J'ai toujours pensé qu'il y a des moments de l'existence où tout converge en un point et qu'il ne faut absolument pas détourner le regard sous peine de passer à côté de son chemin de vie.

Il y a eu tout d'abord ce jour en voiture. Moi que ne conduit que très rarement. J'avais emprunté une voiture pour me rendre en grande banlieue et en passant de station en station sur la bande FM, il y a cette emission de sexologie animée par Brigitte Lahaie. Le sujet : les violences sexuelles.

Pour quelle raison, je ne sais pas, je me suis garé, j'ai appelé, j'ai témoigné.

L'invitée de l'emission m'a fait remarqué, au cours de mon intervention, combien tout cela semblait à vif. Un vrai croche-patte. En un rien de temps le nez dans la boue.

Je me souviens des paroles par lesquelle j'ai conclu mon propos : " je suis un funambule ; ne pas regarder derrière, ne pas regarder sur les côtés, regarder tout droit, sinon je tombe ".

J'avais cru être le plus fort. J'avais cru... J'ai voulu croire.

Probablement que certains traumatismes sont indelebiles et laisses à jamais une marque.
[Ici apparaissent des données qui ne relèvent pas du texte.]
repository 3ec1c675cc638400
pub mod keyed_lock;
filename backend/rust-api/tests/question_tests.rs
mod common;

use axum::{
    body::Body,
    http::{header, Request, StatusCode},
};
use serde_json::json;

use common::{authed, create_test_app, send, start_quiz, token_for};

const BOUNDARY: &str = "quiz-test-boundary";

const CAPITALS_FILE: &str = r#"[
    {"question": "Capital of France?", "options": ["Paris", "Madrid"], "correct_answer": "Paris"},
    {"question": "Capital of Spain?", "options": ["Paris", "Madrid"], "correct_answer": "Madrid",
     "distractors": ["Barcelona"]}
]"#;

fn multipart_upload(token: &str, topic: Option<&str>, file: Option<&str>) -> Request<Body> {
    let mut body = String::new();
    if let Some(topic) = topic {
        body.push_str(&format!(
            "--{BOUNDARY}\r\nContent-Disposition: form-data; name=\"topic\"\r\n\r\n{topic}\r\n"
        ));
    }
    if let Some(file) = file {
        body.push_str(&format!(
            "--{BOUNDARY}\r\nContent-Disposition: form-data; name=\"questions_file\"; \
             filename=\"questions.json\"\r\nContent-Type: application/json\r\n\r\n{file}\r\n"
        ));
    }
    body.push_str(&format!("--{BOUNDARY}--\r\n"));

    Request::builder()
        .method("POST")
        .uri("/api/questions")
        .header(header::AUTHORIZATION, format!("Bearer {}", token))
        .header(
            header::CONTENT_TYPE,
            format!("multipart/form-data; boundary={}", BOUNDARY),
        )
        .body(Body::from(body))
        .unwrap()
}

#[tokio::test]
async fn test_admin_uploads_and_lists_questions() {
    let app = create_test_app();
    let admin = token_for("root", true);

    let (status, body) = send(
        &app.router,
        multipart_upload(&admin, Some("capitals"), Some(CAPITALS_FILE)),
    )
    .await;
    assert_eq!(status, StatusCode::OK, "{}", body);
    assert_eq!(
        body,
        json!({ "number_of_questions_inserted": 2, "topic": "capitals" })
    );

    let (status, body) = send(
        &app.router,
        authed("GET", "/api/questions?topic=capitals", &admin, None),
    )
    .await;
    assert_eq!(status, StatusCode::OK);
    let questions = body["questions"].as_array().unwrap();
    assert_eq!(questions.len(), 2);
    assert_eq!(questions[1]["correct_answer"], "Madrid");
    assert_eq!(questions[1]["distractors"], json!(["Barcelona"]));

    let alice = token_for("alice", false);
    let (status, body) = send(&app.router, authed("GET", "/api/topics", &alice, None)).await;
    assert_eq!(status, StatusCode::OK);
    assert_eq!(body["topics"], json!(["capitals"]));

    let (_, question_ids) = start_quiz(&app.router, &alice, "capitals").await;
    assert_eq!(question_ids.len(), 2);
}

#[tokio::test]
async fn test_upload_rejects_incomplete_forms() {
    let app = create_test_app();
    let admin = token_for("root", true);

    let (status, _) = send(&app.router, multipart_upload(&admin, None, Some(CAPITALS_FILE))).await;
    assert_eq!(status, StatusCode::BAD_REQUEST);

    let (status, _) = send(&app.router, multipart_upload(&admin, Some("capitals"), None)).await;
    assert_eq!(status, StatusCode::BAD_REQUEST);

    let (status, body) = send(
        &app.router,
        multipart_upload(&admin, Some("capitals"), Some("{\"question\": ")),
    )
    .await;
    assert_eq!(status, StatusCode::BAD_REQUEST);
    assert_eq!(body["error"], "Invalid JSON file. Please upload valid JSON");

    let (status, _) = send(
        &app.router,
        authed("POST", "/api/questions", &admin, Some(json!({ "topic": "capitals" }))),
    )
    .await;
    assert_eq!(status, StatusCode::BAD_REQUEST);
}

#[tokio::test]
async fn test_question_bank_is_admin_only() {
    let app = create_test_app();
    let alice = token_for("alice", false);

    let (status, body) = send(
        &app.router,
        multipart_upload(&alice, Some("capitals"), Some(CAPITALS_FILE)),
    )
    .await;
    assert_eq!(status, StatusCode::FORBIDDEN);
    assert!(body["error"].is_string());

    let (status, _) = send(
        &app.router,
        authed("GET", "/api/questions?topic=capitals", &alice, None),
    )
    .await;
    assert_eq!(status, StatusCode::FORBIDDEN);

    let (status, _) = send(
        &app.router,
        authed("GET", "/api/questions", &token_for("root", true), None),
    )
    .await;
    assert_eq!(status, StatusCode::BAD_REQUEST);

    let (status, body) = send(
        &app.router,
        authed(
            "GET",
            "/api/questions?topic=capitals&topic=math",
            &token_for("root", true),
            None,
        ),
    )
    .await;
    assert_eq!(status, StatusCode::BAD_REQUEST);
    assert_eq!(body["error"], "Query string is invalid");
}

#[tokio::test]
async fn test_health_and_metrics_are_public() {
    let app = create_test_app();

    let request = Request::builder().uri("/health").body(Body::empty()).unwrap();
    let (status, body) = send(&app.router, request).await;
    assert_eq!(status, StatusCode::OK);
    assert_eq!(body["status"], "healthy");

    let request = Request::builder().uri("/metrics").body(Body::empty()).unwrap();
    let (status, _) = send(&app.router, request).await;
    assert_eq!(status, StatusCode::OK);
}
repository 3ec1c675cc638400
use std::sync::Arc;
use tracing_subscriber::{layer::SubscriberExt, util::SubscriberInitExt};
use quiz_api::{config::Config, create_router, services::AppState};

#[tokio::main]
async fn main() {
    let filter = tracing_subscriber::EnvFilter::try_from_default_env()
        .unwrap_or_else(|_| "quiz_api=debug,tower_http=debug".into());
    let json_logs = std::env::var("LOG_FORMAT")
        .map(|v| v.eq_ignore_ascii_case("json"))
        .unwrap_or(false);

    if json_logs {
        tracing_subscriber::registry()
            .with(filter)
            .with(tracing_subscriber::fmt::layer().json())
            .init();
    } else {
        tracing_subscriber::registry()
            .with(filter)
            .with(tracing_subscriber::fmt::layer())
            .init();
    }

    tracing::info!("Starting quiz API");

    if let Err(e) = run().await {
        tracing::error!("Server terminated: {:#}", e);
        std::process::exit(1);
    }
}

async fn run() -> anyhow::Result<()> {
    let config = Config::load()?;
    tracing::info!(
        "Configuration loaded for environment: {:?} (storage: {:?})",
        std::env::var("APP_ENV").unwrap_or_else(|_| "dev".to_string()),
        config.storage_backend
    );

    let port = config.server_port;
    let app_state = Arc::new(AppState::new(config).await?);
    let app = create_router(app_state);

    let listener = tokio::net::TcpListener::bind(("0.0.0.0", port)).await?;
    tracing::info!("Server listening on {}", listener.local_addr()?);

    axum::serve(listener, app).await?;

    Ok(())
}
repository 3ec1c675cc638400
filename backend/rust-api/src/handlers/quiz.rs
use axum::{
    body::Bytes,
    extract::{rejection::QueryRejection, Path, Query, State},
    response::IntoResponse,
    Extension, Json,
};
use serde::Deserialize;
use serde_json::json;
use std::sync::Arc;

use super::{ApiError, ApiResult};
use crate::{
    models::{Principal, QuizView, UserResponseView},
    services::{
        answer_service::AnswerService, quiz_service::QuizService, result_service::ResultService,
        AppState,
    },
};

#[derive(Debug, Deserialize)]
pub struct TopicQuery {
    pub topic: Option<String>,
}

impl TopicQuery {
    /// Unwrap the query string, answering malformed ones with the JSON error body.
    pub fn extract(query: Result<Query<Self>, QueryRejection>) -> ApiResult<Option<String>> {
        match query {
            Ok(Query(query)) => Ok(query.topic),
            Err(rejection) => {
                tracing::warn!("Rejected query string: {}", rejection);
                Err(ApiError::BadRequest("Query string is invalid".to_string()))
            }
        }
    }
}

/// POST /api/quiz?topic= - Generate a quiz for the caller
pub async fn generate_quiz(
    State(state): State<Arc<AppState>>,
    Extension(principal): Extension<Principal>,
    query: Result<Query<TopicQuery>, QueryRejection>,
) -> ApiResult<impl IntoResponse> {
    let topic = TopicQuery::extract(query)?;
    let service = QuizService::new(state.questions.clone(), state.quizzes.clone());
    let quiz = service
        .generate_quiz(topic.as_deref().unwrap_or_default(), &principal)
        .await?;

    Ok(Json(json!({ "quiz": QuizView::from(&quiz) })))
}

/// POST /api/quiz/{id}/response - Answer one question
pub async fn submit_answer(
    State(state): State<Arc<AppState>>,
    Extension(principal): Extension<Principal>,
    Path(quiz_id): Path<String>,
    body: Bytes,
) -> ApiResult<impl IntoResponse> {
    let service = AnswerService::new(state.quizzes.clone(), state.quiz_locks.clone());
    let response = service.submit_answer(&quiz_id, &principal, &body).await?;

    Ok(Json(json!({ "result": UserResponseView::from(&response) })))
}

/// GET /api/quiz/{id}/result - Score a finished quiz
pub async fn get_result(
    State(state): State<Arc<AppState>>,
    Extension(principal): Extension<Principal>,
    Path(quiz_id): Path<String>,
    body: Bytes,
) -> ApiResult<impl IntoResponse> {
    let service = ResultService::new(state.quizzes.clone());
    let result = service
        .get_result(&quiz_id, &principal, !body.is_empty())
        .await?;

    Ok(Json(result))
}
Dans mon histoire, une chose a pourtant, et est toujours, comme mon assurance vie : la résilience.

Pour l'organisation du diner du 12, j'ai recu un étrange message de quelqu'un qui de toute évidence avait lui aussi été abusé. Je n'ai pas tout compris. Depuis, cette personne a publié un blog, et ce qui m'était d'abord apparu comme très décousu, c'est un peu éclairci.

C'est après avoir lu son message que j'ai décidé d'évoquer ce sujet sur seronet. J'ai pris conscience que malgré ce traumatisme, j'étais parvenu à me construire tout en me détruisant. Il existe ces deux forces contraires en moi : une qui me pousse vers le vide, et une qui me tire vers le haut. Et bon gré mal gré, ça tient en équilibre.

Oui il y a des moments de découragement. Et des moments de noirceurs profondes. C'est dans ces moments que je me sais le plus dangereux pour moi même. Non pas dans des idées suicidaires, mais par la brutalité de mes excés.

Mais il y a aussi des moments de bonheur.

Il y a bientôt deux semaines, je me suis fait tatouer dans le dos un dessin de Saint-Exupery tiré du Petit Prince. Y sont représentés le petit prince et le renard. Il y a là, inscrit dans ma chair à jamais, toutes les valeurs humanistes sans lesquelles je ne conçois aucune humanité possible.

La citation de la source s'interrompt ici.